I hope you all enjoy this little venture into and out of the
confusing thoughts I tend to have
when it comes to health.
I'm all about healthy eating, and I'm
all about being active and working out,
and I'm all about maintaining a positive outlook on life.
Yes, I'm all about those things, except for when it comes to myself.
I'm about the same weight I've been for the last 5 years,
the same size in outer- and under-garments, and
pretty much look about the same in the face.
Well, I'll tell you what (and it takes a lot for me to put this out here):
skinny-fat is what I am, and it's been taking the effort
to move a mountain to get me from being that way.
What's skinny-fat? Well, while most people would find my
height, weight, size, stature desirable (except for when it comes to clothes shopping),
my health is probably worse than many of those who outweigh me by 20 or 30 lbs
yet possess strength and muscle development.
It's hard for some people to understand why
being the size I am isn't always a "godsend,"
and it's also hard for some people
(some of whom have practically called me a liar!)
to believe that I did struggle with weight at one point in my life.
Please note that I am sensitive to those with
genetic difficulties and food additions and physical limitations.
This is not a comparison to those who are in a medically difficult situation.
Freshmen year of college did me many favors -
great friends, a great school, great college ministry.
Where I screwed up immensely was with my eating habits.
Long story short, I worked that following summer to get back to my
pre-college size and health.
Longer story short, I've learned that calories in + calories out = weight maintenance.
What has taken me longer (much, much longer) to do is to actually
change my eating and working-out lifestyle to one that helps my
overall health, not just my weight. You'd think I'd learn that given
my dad's struggle with health during the last 21 years of his life,
but food has become something I only wanted to eat in the easiest way possible.
I'll tell ya - I'd have 100+ more posts about food on here if I
actually cooked as much as I need to, but when I don't want to cook,
we - me and my hubs - go for something easy, cheap(ish...not really), and typically crappy.
Granted, we do make good choices from time to time, but
being lethargic about food has usurped all of that.
SO, that was the round-about-way of letting you all know how
I've come to this place in my life where I know I need to make
a change for my health.
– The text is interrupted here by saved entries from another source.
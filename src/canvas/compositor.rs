//! 参照画像 + ストローク履歴の合成
//!
//! 出力は常に (参照画像, 履歴, 寸法) の純粋関数。同じ入力なら同じPNGバイト列になる。

use crate::error::{FleetError, Result};
use fleet_checkin_common::{CanvasGeometry, EncodedImage, Stroke, StrokeHistory};
use image::imageops::{self, FilterType};
use image::{DynamicImage, ImageFormat, Rgba, RgbaImage};
use std::io::Cursor;
use std::path::Path;
use tiny_skia::{FillRule, LineCap, LineJoin, Paint, PathBuilder, Pixmap, Transform};

/// 表示寸法が不明なときの書き出し用の太さ倍率
const EXPORT_FALLBACK_WIDTH_SCALE: f32 = 2.0;

/// 参照画像を保持する合成器
#[derive(Debug, Clone)]
pub struct Compositor {
    /// 白背景に合成済み（不透明）の原寸画像
    reference: RgbaImage,
}

impl Compositor {
    pub fn new(reference: &DynamicImage) -> Self {
        Self {
            reference: flatten_on_white(reference.to_rgba8()),
        }
    }

    /// 参照画像なし（白紙）
    pub fn blank(width: u32, height: u32) -> Self {
        Self {
            reference: RgbaImage::from_pixel(width.max(1), height.max(1), Rgba([255, 255, 255, 255])),
        }
    }

    pub fn open(path: &Path) -> Result<Self> {
        if !path.exists() {
            return Err(FleetError::FileNotFound(path.display().to_string()));
        }
        let image = image::open(path)?;
        log::debug!("参照画像を読み込み: {} ({}x{})", path.display(), image.width(), image.height());
        Ok(Self::new(&image))
    }

    pub fn natural_size(&self) -> (u32, u32) {
        self.reference.dimensions()
    }

    /// 原寸のジオメトリ
    pub fn natural_geometry(&self) -> Option<CanvasGeometry> {
        let (w, h) = self.natural_size();
        CanvasGeometry::natural(w, h)
    }

    /// 指定寸法でラスタ化
    ///
    /// `width_scale` はストロークの太さに掛ける倍率（表示描画では 1.0）。
    pub fn render_pixels(
        &self,
        history: &StrokeHistory,
        width: u32,
        height: u32,
        width_scale: f32,
    ) -> Result<RgbaImage> {
        if width == 0 || height == 0 {
            return Err(FleetError::Render(format!("tamanho inválido: {}x{}", width, height)));
        }

        let base = if self.reference.dimensions() == (width, height) {
            self.reference.clone()
        } else {
            imageops::resize(&self.reference, width, height, FilterType::Triangle)
        };

        if history.is_empty() {
            return Ok(base);
        }

        let size = tiny_skia::IntSize::from_wh(width, height)
            .ok_or_else(|| FleetError::Render("pixmap".into()))?;
        let mut pixmap = Pixmap::from_vec(base.into_raw(), size)
            .ok_or_else(|| FleetError::Render("pixmap".into()))?;

        for stroke in history.iter() {
            draw_stroke(&mut pixmap, stroke, width, height, width_scale);
        }

        RgbaImage::from_raw(width, height, pixmap.take())
            .ok_or_else(|| FleetError::Render("buffer".into()))
    }

    /// 表示寸法で描画してPNGにする
    pub fn render(&self, history: &StrokeHistory, geometry: &CanvasGeometry) -> Result<EncodedImage> {
        let pixels = self.render_pixels(history, geometry.display_width, geometry.display_height, 1.0)?;
        encode_png(pixels)
    }

    /// 原寸で描画してPNGにする（書き出し用）
    ///
    /// ストロークの太さは表示時の見た目に合わせて拡大する。
    pub fn render_export(&self, history: &StrokeHistory, display: Option<&CanvasGeometry>) -> Result<EncodedImage> {
        let (width, height) = self.natural_size();
        let width_scale = match display {
            Some(g) if g.scale_x > 0.0 => (1.0 / g.scale_x) as f32,
            _ => EXPORT_FALLBACK_WIDTH_SCALE,
        };
        let pixels = self.render_pixels(history, width, height, width_scale)?;
        encode_png(pixels)
    }
}

fn draw_stroke(pixmap: &mut Pixmap, stroke: &Stroke, width: u32, height: u32, width_scale: f32) {
    let color = stroke.color();
    let line_width = (stroke.size() * width_scale).max(0.5);

    let mut paint = Paint::default();
    paint.set_color_rgba8(color.r, color.g, color.b, 255);
    paint.anti_alias = true;

    let to_pixel = |x: f64, y: f64| ((x * width as f64) as f32, (y * height as f64) as f32);
    let points = stroke.points();

    // 1点だけのストロークは点として描く
    if points.len() == 1 {
        let (cx, cy) = to_pixel(points[0].x, points[0].y);
        if let Some(dot) = PathBuilder::from_circle(cx, cy, line_width / 2.0) {
            pixmap.fill_path(&dot, &paint, FillRule::Winding, Transform::identity(), None);
        }
        return;
    }

    let mut pb = PathBuilder::new();
    let (x0, y0) = to_pixel(points[0].x, points[0].y);
    pb.move_to(x0, y0);
    for point in &points[1..] {
        let (x, y) = to_pixel(point.x, point.y);
        pb.line_to(x, y);
    }

    if let Some(path) = pb.finish() {
        let line = tiny_skia::Stroke {
            width: line_width,
            line_cap: LineCap::Round,
            line_join: LineJoin::Round,
            ..Default::default()
        };
        pixmap.stroke_path(&path, &paint, &line, Transform::identity(), None);
    }
}

/// 透過部分を白背景に合成
fn flatten_on_white(mut image: RgbaImage) -> RgbaImage {
    for pixel in image.pixels_mut() {
        let [r, g, b, a] = pixel.0;
        if a == 255 {
            continue;
        }
        let alpha = a as u32;
        let blend = |c: u8| ((c as u32 * alpha + 255 * (255 - alpha) + 127) / 255) as u8;
        *pixel = Rgba([blend(r), blend(g), blend(b), 255]);
    }
    image
}

pub(crate) fn encode_png(pixels: RgbaImage) -> Result<EncodedImage> {
    let mut bytes = Vec::new();
    DynamicImage::ImageRgba8(pixels).write_to(&mut Cursor::new(&mut bytes), ImageFormat::Png)?;
    Ok(EncodedImage::png(bytes))
}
Oh, but one more detail:
my jeans are getting annoyingly tight, and I hate it.
No, I don't have as far to go as someone on "The Biggest Loser,"
but my life has all the makings for ending up on that show
5, 10, 20 years down the road.
I don't want that to happen, so I'm using these
tight jeans of mine that weren't tight when I bought them
as a sign. It's a sign, simple and "minor" as it is, that I need
to get my butt into gear (literally) and
make a permanent change in my life.
So, instead of going to the cafeteria and buying something that's
crappy for me, I am going to say no to my lazy self and
yes to eating these clementines I brought to work.
Yes, this post was inspired by that - choosing to eat clementines, a very easy thing to eat,
when I'd rather just eat a bagel. Hopefully these incredibly
simple steps along with developing a sustainable work-out plan
will help me make bigger, more
important commitments for future steps toward a healthier life.